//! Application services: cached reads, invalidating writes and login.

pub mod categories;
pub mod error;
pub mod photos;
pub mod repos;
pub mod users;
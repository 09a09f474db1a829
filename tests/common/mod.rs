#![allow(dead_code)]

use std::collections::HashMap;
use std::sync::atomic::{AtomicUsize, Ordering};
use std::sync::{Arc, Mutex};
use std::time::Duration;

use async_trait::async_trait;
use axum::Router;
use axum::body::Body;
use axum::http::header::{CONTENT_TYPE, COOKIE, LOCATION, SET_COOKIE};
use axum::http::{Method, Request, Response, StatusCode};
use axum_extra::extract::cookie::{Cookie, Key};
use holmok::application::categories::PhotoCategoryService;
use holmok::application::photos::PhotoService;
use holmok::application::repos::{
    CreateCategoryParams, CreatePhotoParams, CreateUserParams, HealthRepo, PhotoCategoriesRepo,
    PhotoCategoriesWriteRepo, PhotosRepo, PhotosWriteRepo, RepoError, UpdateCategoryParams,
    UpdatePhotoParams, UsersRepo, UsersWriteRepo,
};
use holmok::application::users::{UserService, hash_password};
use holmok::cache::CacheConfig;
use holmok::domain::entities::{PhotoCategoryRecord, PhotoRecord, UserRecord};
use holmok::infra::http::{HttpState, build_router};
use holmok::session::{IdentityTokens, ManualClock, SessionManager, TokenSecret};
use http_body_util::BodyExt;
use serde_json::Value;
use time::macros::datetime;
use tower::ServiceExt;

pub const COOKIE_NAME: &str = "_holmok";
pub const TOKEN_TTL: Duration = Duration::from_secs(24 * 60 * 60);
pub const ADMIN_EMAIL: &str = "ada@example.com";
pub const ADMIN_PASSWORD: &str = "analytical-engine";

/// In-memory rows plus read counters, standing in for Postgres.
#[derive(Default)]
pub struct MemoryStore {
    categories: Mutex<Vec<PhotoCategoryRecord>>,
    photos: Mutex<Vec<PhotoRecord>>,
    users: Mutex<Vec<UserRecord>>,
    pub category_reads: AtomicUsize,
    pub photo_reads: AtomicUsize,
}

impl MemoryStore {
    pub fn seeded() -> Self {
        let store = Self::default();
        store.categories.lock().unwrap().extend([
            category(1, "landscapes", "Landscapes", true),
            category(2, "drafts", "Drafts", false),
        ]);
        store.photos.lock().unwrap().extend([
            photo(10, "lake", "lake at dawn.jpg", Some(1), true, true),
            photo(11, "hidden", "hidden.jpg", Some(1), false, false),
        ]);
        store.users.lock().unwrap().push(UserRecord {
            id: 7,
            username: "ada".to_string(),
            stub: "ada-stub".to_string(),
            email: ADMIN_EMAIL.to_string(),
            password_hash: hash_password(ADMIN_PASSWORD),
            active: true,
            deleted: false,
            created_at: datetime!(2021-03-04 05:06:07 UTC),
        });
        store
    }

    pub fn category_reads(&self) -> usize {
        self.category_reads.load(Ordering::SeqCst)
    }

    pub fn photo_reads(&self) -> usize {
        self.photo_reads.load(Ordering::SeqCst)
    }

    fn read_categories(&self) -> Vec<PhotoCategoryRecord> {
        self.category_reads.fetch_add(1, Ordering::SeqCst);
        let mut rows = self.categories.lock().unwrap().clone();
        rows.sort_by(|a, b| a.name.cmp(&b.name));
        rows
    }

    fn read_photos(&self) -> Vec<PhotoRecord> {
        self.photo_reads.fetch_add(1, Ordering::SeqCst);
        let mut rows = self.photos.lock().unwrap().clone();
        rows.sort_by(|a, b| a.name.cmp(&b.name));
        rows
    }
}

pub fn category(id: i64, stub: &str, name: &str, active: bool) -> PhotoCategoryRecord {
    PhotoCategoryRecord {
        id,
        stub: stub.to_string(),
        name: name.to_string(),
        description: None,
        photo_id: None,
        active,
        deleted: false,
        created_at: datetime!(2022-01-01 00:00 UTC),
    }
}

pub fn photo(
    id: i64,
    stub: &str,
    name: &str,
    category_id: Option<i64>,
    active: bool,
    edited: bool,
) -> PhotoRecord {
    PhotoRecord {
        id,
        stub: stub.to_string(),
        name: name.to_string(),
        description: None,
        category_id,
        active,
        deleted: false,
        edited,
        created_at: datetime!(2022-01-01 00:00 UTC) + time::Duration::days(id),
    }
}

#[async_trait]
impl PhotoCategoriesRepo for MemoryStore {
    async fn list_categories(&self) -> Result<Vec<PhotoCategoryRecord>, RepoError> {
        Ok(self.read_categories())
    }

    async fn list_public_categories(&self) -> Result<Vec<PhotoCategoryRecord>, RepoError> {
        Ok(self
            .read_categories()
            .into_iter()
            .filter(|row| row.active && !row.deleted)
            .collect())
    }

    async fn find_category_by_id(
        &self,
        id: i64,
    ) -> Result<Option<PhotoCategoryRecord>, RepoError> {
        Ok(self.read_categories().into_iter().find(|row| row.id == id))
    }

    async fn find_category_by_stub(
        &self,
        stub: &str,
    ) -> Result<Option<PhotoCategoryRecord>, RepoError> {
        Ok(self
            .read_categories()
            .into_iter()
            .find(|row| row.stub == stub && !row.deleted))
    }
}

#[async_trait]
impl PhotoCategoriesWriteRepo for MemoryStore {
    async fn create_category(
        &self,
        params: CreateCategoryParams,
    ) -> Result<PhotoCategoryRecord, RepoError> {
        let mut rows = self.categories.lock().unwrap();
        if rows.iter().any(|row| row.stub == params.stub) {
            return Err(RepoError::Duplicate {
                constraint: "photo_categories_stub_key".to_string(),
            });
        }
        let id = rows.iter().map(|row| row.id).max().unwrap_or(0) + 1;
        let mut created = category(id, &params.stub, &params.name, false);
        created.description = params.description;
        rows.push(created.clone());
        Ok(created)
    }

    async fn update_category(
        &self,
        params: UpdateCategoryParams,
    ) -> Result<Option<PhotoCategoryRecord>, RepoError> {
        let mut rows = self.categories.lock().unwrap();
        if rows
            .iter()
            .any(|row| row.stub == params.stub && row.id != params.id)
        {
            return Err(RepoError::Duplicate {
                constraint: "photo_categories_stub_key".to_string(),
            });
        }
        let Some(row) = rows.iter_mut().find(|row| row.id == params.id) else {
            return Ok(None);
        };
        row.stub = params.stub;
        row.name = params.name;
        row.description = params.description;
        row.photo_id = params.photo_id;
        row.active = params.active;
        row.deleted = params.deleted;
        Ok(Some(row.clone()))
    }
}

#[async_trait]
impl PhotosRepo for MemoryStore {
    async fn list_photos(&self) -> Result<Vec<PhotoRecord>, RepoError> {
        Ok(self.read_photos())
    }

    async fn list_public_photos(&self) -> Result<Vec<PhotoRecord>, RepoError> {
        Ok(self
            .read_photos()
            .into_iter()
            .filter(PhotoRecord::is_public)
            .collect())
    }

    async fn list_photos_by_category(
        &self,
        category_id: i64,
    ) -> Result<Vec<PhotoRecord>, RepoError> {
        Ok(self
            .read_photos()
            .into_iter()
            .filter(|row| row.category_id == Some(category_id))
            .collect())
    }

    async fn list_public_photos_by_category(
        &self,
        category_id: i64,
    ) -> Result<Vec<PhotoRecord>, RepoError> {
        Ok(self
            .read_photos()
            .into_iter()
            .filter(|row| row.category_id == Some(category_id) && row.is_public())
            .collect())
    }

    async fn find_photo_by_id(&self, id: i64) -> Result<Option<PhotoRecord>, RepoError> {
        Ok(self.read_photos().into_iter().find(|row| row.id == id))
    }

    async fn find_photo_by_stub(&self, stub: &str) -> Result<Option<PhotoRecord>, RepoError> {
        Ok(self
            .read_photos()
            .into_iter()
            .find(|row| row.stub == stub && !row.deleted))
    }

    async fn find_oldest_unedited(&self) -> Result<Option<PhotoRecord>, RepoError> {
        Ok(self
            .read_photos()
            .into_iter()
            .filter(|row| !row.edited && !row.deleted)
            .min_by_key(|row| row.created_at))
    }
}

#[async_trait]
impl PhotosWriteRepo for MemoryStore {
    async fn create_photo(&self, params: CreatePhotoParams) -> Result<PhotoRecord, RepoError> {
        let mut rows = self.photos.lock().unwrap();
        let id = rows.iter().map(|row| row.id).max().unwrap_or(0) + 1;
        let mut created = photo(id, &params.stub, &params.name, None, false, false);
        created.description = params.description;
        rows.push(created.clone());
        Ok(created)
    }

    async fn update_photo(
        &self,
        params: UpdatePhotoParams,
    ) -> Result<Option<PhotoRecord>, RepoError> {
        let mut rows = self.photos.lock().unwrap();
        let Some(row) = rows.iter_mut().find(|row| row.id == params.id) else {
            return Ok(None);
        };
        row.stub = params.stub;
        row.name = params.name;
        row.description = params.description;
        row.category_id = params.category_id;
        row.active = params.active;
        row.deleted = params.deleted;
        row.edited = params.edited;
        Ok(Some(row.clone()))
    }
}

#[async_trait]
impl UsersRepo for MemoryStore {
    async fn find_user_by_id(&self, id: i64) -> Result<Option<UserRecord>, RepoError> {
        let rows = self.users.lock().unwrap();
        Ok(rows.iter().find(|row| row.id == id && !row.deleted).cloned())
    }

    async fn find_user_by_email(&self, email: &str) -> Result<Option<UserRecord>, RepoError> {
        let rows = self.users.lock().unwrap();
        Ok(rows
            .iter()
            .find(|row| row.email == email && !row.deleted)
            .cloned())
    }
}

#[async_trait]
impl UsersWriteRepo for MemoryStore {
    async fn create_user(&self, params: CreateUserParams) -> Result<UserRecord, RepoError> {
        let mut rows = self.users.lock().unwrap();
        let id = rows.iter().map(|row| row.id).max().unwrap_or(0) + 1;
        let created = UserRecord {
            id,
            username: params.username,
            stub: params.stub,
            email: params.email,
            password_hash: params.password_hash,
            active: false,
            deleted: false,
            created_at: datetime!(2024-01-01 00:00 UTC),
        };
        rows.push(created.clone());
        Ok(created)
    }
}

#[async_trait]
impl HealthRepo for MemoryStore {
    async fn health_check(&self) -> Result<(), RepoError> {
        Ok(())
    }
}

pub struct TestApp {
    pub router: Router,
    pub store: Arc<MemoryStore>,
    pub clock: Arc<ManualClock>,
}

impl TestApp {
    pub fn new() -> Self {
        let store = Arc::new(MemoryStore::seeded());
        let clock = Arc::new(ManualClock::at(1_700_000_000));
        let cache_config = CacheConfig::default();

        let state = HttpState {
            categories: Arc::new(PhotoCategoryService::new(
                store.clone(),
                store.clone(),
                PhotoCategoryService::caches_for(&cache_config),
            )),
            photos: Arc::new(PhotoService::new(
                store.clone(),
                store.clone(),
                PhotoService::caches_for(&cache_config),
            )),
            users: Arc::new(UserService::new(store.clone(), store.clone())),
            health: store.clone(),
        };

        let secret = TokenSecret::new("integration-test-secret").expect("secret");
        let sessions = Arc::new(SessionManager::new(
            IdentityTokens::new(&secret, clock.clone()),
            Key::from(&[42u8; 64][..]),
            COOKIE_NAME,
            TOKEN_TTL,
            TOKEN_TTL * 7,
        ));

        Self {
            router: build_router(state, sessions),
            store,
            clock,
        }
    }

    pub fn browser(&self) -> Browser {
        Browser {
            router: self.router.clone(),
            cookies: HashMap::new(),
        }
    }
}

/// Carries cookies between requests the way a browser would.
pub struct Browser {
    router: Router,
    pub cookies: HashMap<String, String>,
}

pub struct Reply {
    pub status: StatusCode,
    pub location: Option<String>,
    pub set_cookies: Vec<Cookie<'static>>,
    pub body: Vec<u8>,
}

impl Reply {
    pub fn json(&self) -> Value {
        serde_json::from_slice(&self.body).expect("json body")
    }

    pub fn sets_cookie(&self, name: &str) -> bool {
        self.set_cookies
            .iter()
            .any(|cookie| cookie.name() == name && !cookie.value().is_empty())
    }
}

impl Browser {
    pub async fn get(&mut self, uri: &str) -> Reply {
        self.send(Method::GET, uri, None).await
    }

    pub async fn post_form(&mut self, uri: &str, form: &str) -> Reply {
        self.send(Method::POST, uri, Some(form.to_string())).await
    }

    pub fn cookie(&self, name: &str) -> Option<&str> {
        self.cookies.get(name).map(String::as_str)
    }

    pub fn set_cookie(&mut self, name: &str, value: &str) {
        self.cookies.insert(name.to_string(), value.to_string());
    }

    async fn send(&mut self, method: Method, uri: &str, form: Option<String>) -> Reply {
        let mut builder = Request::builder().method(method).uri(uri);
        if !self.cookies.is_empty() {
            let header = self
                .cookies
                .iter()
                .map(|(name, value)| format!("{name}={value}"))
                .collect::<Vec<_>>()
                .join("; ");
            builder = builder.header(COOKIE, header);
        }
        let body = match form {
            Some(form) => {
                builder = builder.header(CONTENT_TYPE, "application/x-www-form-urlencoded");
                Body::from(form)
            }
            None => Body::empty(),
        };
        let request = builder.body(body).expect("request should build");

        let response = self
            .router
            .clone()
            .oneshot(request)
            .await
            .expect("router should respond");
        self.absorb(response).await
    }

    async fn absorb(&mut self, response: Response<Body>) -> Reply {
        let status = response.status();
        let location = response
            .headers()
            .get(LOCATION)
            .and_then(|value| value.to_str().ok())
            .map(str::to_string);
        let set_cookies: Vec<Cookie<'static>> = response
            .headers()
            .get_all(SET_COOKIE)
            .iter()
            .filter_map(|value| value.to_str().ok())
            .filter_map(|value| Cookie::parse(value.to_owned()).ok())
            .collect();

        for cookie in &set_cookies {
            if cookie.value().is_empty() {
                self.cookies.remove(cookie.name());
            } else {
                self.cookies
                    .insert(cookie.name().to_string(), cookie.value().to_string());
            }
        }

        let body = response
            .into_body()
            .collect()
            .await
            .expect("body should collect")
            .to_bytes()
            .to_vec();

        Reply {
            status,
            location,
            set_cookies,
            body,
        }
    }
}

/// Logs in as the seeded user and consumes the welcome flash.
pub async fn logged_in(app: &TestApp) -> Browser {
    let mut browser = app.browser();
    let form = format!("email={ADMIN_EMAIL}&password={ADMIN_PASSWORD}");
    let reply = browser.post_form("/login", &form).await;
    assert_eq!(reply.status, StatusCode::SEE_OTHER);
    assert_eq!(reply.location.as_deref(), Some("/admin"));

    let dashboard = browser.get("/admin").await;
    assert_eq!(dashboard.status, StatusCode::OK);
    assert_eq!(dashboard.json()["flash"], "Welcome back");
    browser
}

_Try it_: Look through the entries above. Extract each line with the word "TestApp".

_Answer to the problem_:
pub struct TestApp {
impl TestApp {
pub async fn logged_in(app: &TestApp) -> Browser {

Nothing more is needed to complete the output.